As described in swayidle's man page, running the following command will ensure swaylock is run to lock the screen with a password.

swayidle -w \
  timeout 300 'swaylock -f -c 000000' \
  timeout 600 'swaymsg "output * dpms off"' \
       resume 'swaymsg "output * dpms on"' \
  before-sleep 'swaylock -f -c 000000'

This will cause the screen to be blacked out (-c 000000) after 5 minutes, and uses DPMS to turn attached displays off after 10 minutes. The before-sleep section says that it should additionally listen for, e.g., your laptop being closed, and this should also immediately lock the display.

shell script

Creating the following in a shell script (~/.local/bin/swayidle.sh) so it's easier to kill/restart swayidle when you want to disable the screensaver, e.g., for a presentation.

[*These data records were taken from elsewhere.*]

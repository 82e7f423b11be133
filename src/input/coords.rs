//! Coordinate conversion and viewport transforms.
//!
//! Screen space is pixels relative to the drawing surface; world space is the
//! board's integer coordinate system. The `Viewport` ties them together:
//!
//! ```text
//! world  = corner + round(screen / scale)
//! screen = (world - corner) * scale
//! ```
//!
//! The conversion is lossy. A screen offset taken to world space and back may
//! differ from the original by up to `scale / 2` pixels per axis because the
//! world side is rounded to whole units.

use crate::constants::{DEFAULT_CORNER, DEFAULT_SCALE, MIN_SCALE, SCALE_QUANTUM, ZOOM_STEP};
use crate::types::{ScreenOffset, WorldPoint, WorldRect};

/// Round a scale to one decimal place.
#[inline]
pub fn quantize_scale(scale: f64) -> f64 {
    (scale * SCALE_QUANTUM).round() / SCALE_QUANTUM
}

/// Whether `value` already sits on the one-decimal scale grid.
#[inline]
pub fn on_scale_grid(value: f64) -> bool {
    let steps = value * SCALE_QUANTUM;
    steps.is_finite() && (steps - steps.round()).abs() < 1e-9
}

/// Current pan/zoom of the board.
#[derive(Clone, Copy, Debug, PartialEq)]
pub struct Viewport {
    /// Screen pixels per world unit. Always quantized and never below the floor.
    pub scale: f64,
    /// World point shown at the screen's top-left pixel
    pub corner: WorldPoint,
}

impl Default for Viewport {
    fn default() -> Self {
        Self {
            scale: DEFAULT_SCALE,
            corner: DEFAULT_CORNER,
        }
    }
}

/// Zoom direction selected by the wheel.
///
/// `Out` grows the scale and `In` shrinks it towards the floor.
#[derive(Clone, Copy, Debug, PartialEq, Eq)]
pub enum ZoomDirection {
    In,
    Out,
}

impl ZoomDirection {
    /// Positive vertical wheel delta zooms out, anything else zooms in.
    pub fn from_wheel_delta(delta_y: f64) -> Self {
        if delta_y > 0.0 { Self::Out } else { Self::In }
    }
}

/// Step size and floor used by `Viewport::zoom`.
#[derive(Clone, Copy, Debug, PartialEq)]
pub struct ZoomLimits {
    pub step: f64,
    pub min_scale: f64,
}

impl Default for ZoomLimits {
    fn default() -> Self {
        Self {
            step: ZOOM_STEP,
            min_scale: MIN_SCALE,
        }
    }
}

impl ZoomLimits {
    /// `min_scale` rounded up onto the scale grid, never below one grid step.
    pub fn floor(&self) -> f64 {
        let steps = (self.min_scale * SCALE_QUANTUM - 1e-9).ceil().max(1.0);
        steps / SCALE_QUANTUM
    }
}

/// Last known pointer position in both spaces.
#[derive(Clone, Copy, Debug, Default, PartialEq)]
pub struct PointerSample {
    pub screen: ScreenOffset,
    pub world: WorldPoint,
}

impl PointerSample {
    pub fn at(screen: ScreenOffset, viewport: &Viewport) -> Self {
        Self {
            screen,
            world: CoordinateConverter::screen_to_world(screen, viewport),
        }
    }
}

pub struct CoordinateConverter;

impl CoordinateConverter {
    /// Convert a screen offset to the world point under it
    #[inline]
    pub fn screen_to_world(screen: ScreenOffset, viewport: &Viewport) -> WorldPoint {
        viewport.corner + screen.to_world_delta(viewport.scale)
    }

    /// Convert a world point to its screen offset
    #[inline]
    pub fn world_to_screen(world: WorldPoint, viewport: &Viewport) -> ScreenOffset {
        let rel = world - viewport.corner;
        ScreenOffset::new(rel.x as f64 * viewport.scale, rel.y as f64 * viewport.scale)
    }

    /// Convert a screen-space drag delta to a world-space delta
    #[inline]
    pub fn delta_screen_to_world(delta: ScreenOffset, scale: f64) -> WorldPoint {
        delta.to_world_delta(scale)
    }
}

impl Viewport {
    pub fn new(scale: f64, corner: WorldPoint) -> Self {
        Self {
            scale: quantize_scale(scale),
            corner,
        }
    }

    /// Move the viewport for a pan gesture.
    ///
    /// `delta` is the cumulative screen distance since the gesture started and
    /// `start_corner` the corner at that moment, so repeated rounding never
    /// accumulates across moves.
    pub fn pan(&mut self, start_corner: WorldPoint, delta: ScreenOffset) {
        self.corner = start_corner - CoordinateConverter::delta_screen_to_world(delta, self.scale);
    }

    /// Step the scale and re-anchor the corner so `pointer.world` stays under
    /// `pointer.screen`.
    ///
    /// The scale must change before the corner is recomputed; anchoring with
    /// the old scale zooms around the wrong point.
    pub fn zoom(&mut self, direction: ZoomDirection, pointer: PointerSample, limits: ZoomLimits) {
        let next = match direction {
            ZoomDirection::Out => self.scale + limits.step,
            ZoomDirection::In => self.scale - limits.step,
        };
        self.scale = quantize_scale(next).max(limits.floor());
        self.corner = pointer.world - pointer.screen.to_world_delta(self.scale);
    }

    /// World rectangle covered by a `width` x `height` pixel surface.
    pub fn visible_rect(&self, width: f64, height: f64) -> WorldRect {
        let far = CoordinateConverter::screen_to_world(ScreenOffset::new(width, height), self);
        WorldRect {
            min: self.corner,
            max: far,
        }
    }
}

A simple line exec swayidle.sh in my ~/.config/sway/config can be used to start it after login.

#!/bin/bash
set -eufo pipefail
lock='swaylock -f -c 000000'
exec swayidle -w \
   timeout 300 "$lock" \
   timeout 600 'swaymsg "output * dpms off"' \
        resume 'swaymsg "output * dpms on"' \
   before-sleep "$lock" \
   lock "$lock"

the lock section allows me to set up a binding for quickly locking a systemd session:

bindsym $mod+Escape exec loginctl lock-session

gentle fade

swaylock just does a hard transition when locking, without giving the user any grace-period to react and cancel the lock. The tiny chayang utility fills this gap with a configurable fade-out. Creating a script to run swaylock after chayang makes this easy, e.g., in ~/.local/bin/swaylock.sh:

#!/bin/bash
set -eufo pipefail
case "${1:-}" in
  # minimal screen fadeout, https://git.sr.ht/~emersion/chayang
  slow) chayang -d 10;;
  fast) chayang -d 0.3;;
esac
exec swaylock -f -F -c 000000

then changing swayidle.sh to pass slow or fast as appropriate:

#!/bin/bash
set -eufo pipefail
lock=swaylock.sh
exec swayidle -w \
     timeout 300 "$lock slow" \
     timeout 600 'swaymsg "output * dpms off"' \
          resume 'swaymsg "output * dpms on"' \
     before-sleep "$lock" \
     lock "$lock fast"

This will give you a 10 seconds while the display fades out to cancel the lock due to inactivity, while using a sub-second fade when explicitly locked.